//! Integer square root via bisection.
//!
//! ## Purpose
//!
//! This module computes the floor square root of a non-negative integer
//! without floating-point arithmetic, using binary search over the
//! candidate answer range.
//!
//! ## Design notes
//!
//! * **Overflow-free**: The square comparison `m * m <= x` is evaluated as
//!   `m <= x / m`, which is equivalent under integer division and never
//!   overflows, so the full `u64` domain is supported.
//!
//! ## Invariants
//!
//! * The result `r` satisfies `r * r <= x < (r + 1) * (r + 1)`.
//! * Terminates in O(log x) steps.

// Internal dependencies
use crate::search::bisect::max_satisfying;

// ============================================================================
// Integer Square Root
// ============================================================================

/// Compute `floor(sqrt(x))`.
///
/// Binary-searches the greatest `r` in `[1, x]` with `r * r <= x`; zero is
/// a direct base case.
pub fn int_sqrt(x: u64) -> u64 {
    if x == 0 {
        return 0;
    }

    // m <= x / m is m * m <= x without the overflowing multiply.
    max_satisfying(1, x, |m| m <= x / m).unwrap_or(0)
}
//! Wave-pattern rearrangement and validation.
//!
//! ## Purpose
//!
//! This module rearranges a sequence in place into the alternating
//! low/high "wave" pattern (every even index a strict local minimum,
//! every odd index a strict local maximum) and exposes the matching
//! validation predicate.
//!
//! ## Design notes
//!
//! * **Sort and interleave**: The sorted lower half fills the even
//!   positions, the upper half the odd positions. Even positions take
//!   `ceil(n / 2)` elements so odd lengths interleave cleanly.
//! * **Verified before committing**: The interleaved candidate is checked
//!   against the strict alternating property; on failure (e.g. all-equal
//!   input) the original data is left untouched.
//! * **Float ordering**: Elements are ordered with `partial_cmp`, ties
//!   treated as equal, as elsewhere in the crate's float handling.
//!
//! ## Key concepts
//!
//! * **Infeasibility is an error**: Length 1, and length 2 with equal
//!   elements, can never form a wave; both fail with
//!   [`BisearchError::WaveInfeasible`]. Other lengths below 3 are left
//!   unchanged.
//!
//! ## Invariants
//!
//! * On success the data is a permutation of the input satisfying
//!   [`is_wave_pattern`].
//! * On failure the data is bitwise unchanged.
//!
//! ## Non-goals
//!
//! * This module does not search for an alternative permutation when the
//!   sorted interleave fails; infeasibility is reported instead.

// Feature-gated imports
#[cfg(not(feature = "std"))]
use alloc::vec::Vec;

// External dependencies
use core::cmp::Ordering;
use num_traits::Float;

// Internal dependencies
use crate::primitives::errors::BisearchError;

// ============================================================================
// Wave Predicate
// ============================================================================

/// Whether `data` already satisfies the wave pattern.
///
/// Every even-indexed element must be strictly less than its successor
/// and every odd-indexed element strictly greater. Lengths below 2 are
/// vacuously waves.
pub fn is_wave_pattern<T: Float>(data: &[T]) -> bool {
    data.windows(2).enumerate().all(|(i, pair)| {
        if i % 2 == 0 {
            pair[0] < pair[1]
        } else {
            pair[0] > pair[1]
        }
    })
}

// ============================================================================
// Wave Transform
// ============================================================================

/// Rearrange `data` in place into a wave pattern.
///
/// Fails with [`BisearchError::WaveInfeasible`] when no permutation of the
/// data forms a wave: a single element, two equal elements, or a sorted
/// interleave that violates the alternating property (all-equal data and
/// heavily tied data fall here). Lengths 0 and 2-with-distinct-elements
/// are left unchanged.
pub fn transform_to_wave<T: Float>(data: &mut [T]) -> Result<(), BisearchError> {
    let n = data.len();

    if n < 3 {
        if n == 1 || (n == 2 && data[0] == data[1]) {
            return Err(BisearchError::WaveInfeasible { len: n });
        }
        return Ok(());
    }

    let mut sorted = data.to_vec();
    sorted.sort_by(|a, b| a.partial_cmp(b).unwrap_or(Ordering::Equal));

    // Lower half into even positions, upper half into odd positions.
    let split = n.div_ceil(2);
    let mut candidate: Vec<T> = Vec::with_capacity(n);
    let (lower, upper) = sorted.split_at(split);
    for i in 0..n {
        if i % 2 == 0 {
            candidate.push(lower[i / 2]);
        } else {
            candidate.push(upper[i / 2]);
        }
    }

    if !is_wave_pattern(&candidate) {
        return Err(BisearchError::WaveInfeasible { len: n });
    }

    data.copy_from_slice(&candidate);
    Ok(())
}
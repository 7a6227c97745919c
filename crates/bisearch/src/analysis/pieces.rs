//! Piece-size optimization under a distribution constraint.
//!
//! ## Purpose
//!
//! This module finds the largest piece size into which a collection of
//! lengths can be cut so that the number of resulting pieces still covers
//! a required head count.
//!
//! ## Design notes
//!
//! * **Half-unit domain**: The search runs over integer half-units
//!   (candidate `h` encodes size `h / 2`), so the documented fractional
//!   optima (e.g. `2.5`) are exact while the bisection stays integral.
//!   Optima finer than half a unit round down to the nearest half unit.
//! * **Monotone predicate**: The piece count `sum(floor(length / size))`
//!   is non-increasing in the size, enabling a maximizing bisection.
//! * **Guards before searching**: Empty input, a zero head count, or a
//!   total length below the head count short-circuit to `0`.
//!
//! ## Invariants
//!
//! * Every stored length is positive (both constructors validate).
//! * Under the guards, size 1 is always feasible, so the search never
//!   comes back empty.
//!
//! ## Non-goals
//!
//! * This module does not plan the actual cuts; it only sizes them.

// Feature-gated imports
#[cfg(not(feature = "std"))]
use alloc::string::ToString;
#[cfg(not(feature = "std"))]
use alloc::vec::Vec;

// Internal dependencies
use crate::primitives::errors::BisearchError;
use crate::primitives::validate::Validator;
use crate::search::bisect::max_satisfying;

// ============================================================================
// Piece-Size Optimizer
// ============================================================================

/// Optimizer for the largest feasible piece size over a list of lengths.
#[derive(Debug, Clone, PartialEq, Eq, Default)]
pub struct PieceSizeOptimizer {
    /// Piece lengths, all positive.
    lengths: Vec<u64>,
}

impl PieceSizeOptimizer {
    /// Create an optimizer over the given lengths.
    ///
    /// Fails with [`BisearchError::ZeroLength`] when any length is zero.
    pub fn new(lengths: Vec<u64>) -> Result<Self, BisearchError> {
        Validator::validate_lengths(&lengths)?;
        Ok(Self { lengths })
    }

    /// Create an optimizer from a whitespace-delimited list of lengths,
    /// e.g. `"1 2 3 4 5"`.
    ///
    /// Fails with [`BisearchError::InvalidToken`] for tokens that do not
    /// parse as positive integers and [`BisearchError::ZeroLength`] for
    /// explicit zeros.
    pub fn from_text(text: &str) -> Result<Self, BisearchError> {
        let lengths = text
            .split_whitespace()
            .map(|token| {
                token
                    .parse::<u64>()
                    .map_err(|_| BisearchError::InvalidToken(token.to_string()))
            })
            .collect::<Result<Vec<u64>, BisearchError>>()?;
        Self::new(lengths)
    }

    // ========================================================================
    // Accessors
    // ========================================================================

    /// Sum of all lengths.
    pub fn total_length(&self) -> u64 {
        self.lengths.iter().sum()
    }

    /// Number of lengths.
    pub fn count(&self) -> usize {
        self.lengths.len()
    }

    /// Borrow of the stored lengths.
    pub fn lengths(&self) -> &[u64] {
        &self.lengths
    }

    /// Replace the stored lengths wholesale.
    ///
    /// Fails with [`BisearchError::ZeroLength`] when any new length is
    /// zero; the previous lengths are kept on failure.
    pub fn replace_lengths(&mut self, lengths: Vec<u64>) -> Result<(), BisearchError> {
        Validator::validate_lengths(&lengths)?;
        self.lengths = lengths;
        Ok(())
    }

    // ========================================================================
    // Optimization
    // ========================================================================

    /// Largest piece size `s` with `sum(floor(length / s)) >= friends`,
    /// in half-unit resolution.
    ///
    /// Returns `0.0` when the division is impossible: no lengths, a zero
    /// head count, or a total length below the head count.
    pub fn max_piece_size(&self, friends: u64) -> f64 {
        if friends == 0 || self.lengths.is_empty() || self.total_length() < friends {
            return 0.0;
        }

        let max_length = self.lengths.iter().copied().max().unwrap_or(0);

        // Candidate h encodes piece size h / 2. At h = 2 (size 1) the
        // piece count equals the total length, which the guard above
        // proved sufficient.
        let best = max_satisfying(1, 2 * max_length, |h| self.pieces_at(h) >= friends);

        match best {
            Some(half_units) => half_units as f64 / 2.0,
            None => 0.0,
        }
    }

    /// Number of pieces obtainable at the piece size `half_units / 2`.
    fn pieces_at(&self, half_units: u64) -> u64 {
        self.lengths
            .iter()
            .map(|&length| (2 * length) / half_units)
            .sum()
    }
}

* * * *

Exercise:
Whenever the word "which" occurs in a line above, copy that line.

Task output:
//!   `m <= x / m`, which is equivalent under integer division and never
//! This module finds the largest piece size into which a collection of
        // piece count equals the total length, which the guard above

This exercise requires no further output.